Étendu dans un coin, sur un hamac en grillage, Vieublé protesta.

— Ah ! ne nous en fais pas un plat avec 70. Tu parles d’une guerre à la noix. Ils se battaient une journée tous les mois et ils croyaient avoir tout bouffé. Et les gars qui se baladaient dans Paname avant d’aller se mettre ça à Buzenval, tu crois pas que c’était un filon ? Ça me fait marre, moi, des guerres comme ça.

— J’te parle pas de 70, insistait Sulphart têtu, je parle du corbeau.

— Hou !… Hououu !… Ta gueule !

Tout le monde se mit à hurler, pour le faire taire.
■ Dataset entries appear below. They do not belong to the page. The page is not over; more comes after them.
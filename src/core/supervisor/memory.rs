use async_trait::async_trait;
use parking_lot::Mutex;
use std::collections::{BTreeMap, BTreeSet};

use super::{LaunchSpec, ProcessEntry, ProcessRegistry};
use crate::core::validation::SafeToken;
use crate::error::{EdgeError, Result};

/// One call observed by a [`MemoryRegistry`]
#[derive(Debug, Clone, PartialEq, Eq)]
pub enum RegistryCall {
    Launch { id: String, args: Vec<String> },
    Relaunch { id: String },
    Terminate { id: String },
    Forget { id: String },
}

#[derive(Default)]
struct MemoryState {
    entries: BTreeMap<String, ProcessEntry>,
    running: BTreeSet<String>,
    calls: Vec<RegistryCall>,
    next_pid: u32,
    fail_launches: bool,
}

/// Registry that records what it is asked to do without starting anything.
///
/// Backs `--dry-run` on the CLI.
#[derive(Default)]
pub struct MemoryRegistry {
    state: Mutex<MemoryState>,
}

impl MemoryRegistry {
    pub fn new() -> Self {
        Self::default()
    }

    /// Every subsequent launch or relaunch fails with a launch error
    pub fn fail_launches(&self, fail: bool) {
        self.state.lock().fail_launches = fail;
    }

    /// Mark a worker as exited on its own
    pub fn simulate_exit(&self, id: &str) {
        self.state.lock().running.remove(id);
    }

    pub fn calls(&self) -> Vec<RegistryCall> {
        self.state.lock().calls.clone()
    }

    pub fn count(&self, predicate: impl Fn(&RegistryCall) -> bool) -> usize {
        self.state.lock().calls.iter().filter(|c| predicate(c)).count()
    }

    fn start(state: &mut MemoryState, id: &SafeToken) -> Result<u32> {
        if state.fail_launches {
            return Err(EdgeError::launch(format!("launch refused for {}", id)));
        }
        state.next_pid += 1;
        let pid = 10_000 + state.next_pid;
        state.running.insert(id.to_string());
        if let Some(entry) = state.entries.get_mut(id.as_str()) {
            entry.pid = Some(pid);
        }
        Ok(pid)
    }
}

#[async_trait]
impl ProcessRegistry for MemoryRegistry {
    async fn is_running(&self, id: &SafeToken) -> Result<bool> {
        Ok(self.state.lock().running.contains(id.as_str()))
    }

    async fn entry(&self, id: &SafeToken) -> Result<Option<ProcessEntry>> {
        Ok(self.state.lock().entries.get(id.as_str()).cloned())
    }

    async fn launch(&self, id: &SafeToken, spec: LaunchSpec) -> Result<u32> {
        let mut state = self.state.lock();
        state.calls.push(RegistryCall::Launch {
            id: id.to_string(),
            args: spec.args.iter().map(|a| a.to_string()).collect(),
        });
        state.entries.insert(
            id.to_string(),
            ProcessEntry {
                spec,
                pid: None,
                started_at: None,
                launched_at: chrono::Utc::now(),
            },
        );
        Self::start(&mut state, id)
    }

    async fn relaunch(&self, id: &SafeToken) -> Result<u32> {
        let mut state = self.state.lock();
        state.calls.push(RegistryCall::Relaunch { id: id.to_string() });
        if !state.entries.contains_key(id.as_str()) {
            return Err(EdgeError::not_registered(id.as_str()));
        }
        Self::start(&mut state, id)
    }

    async fn terminate(&self, id: &SafeToken) -> Result<bool> {
        let mut state = self.state.lock();
        state.calls.push(RegistryCall::Terminate { id: id.to_string() });
        if let Some(entry) = state.entries.get_mut(id.as_str()) {
            entry.pid = None;
        }
        Ok(state.running.remove(id.as_str()))
    }

    async fn forget(&self, id: &SafeToken) -> Result<()> {
        let mut state = self.state.lock();
        state.calls.push(RegistryCall::Forget { id: id.to_string() });
        state.running.remove(id.as_str());
        state.entries.remove(id.as_str());
        Ok(())
    }
}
Quelqu’un lui lança un quart de boule.

— Ça va, dit-il, d’un ton vexé. Je vais toujours lui donner à becqueter.

Et ayant pris un morceau de singe, un bout de fromage et le quart de boule qu’on lui avait jeté, il monta le dîner de son corbeau, qui n’en demandait pas tant.

Demachy, brusquement, se sentait heureux. Sulphart lui avait gardé une bonne place, sur un sommier, et il allait pouvoir lire, rêvasser, paresseusement étendu, comme sur un divan.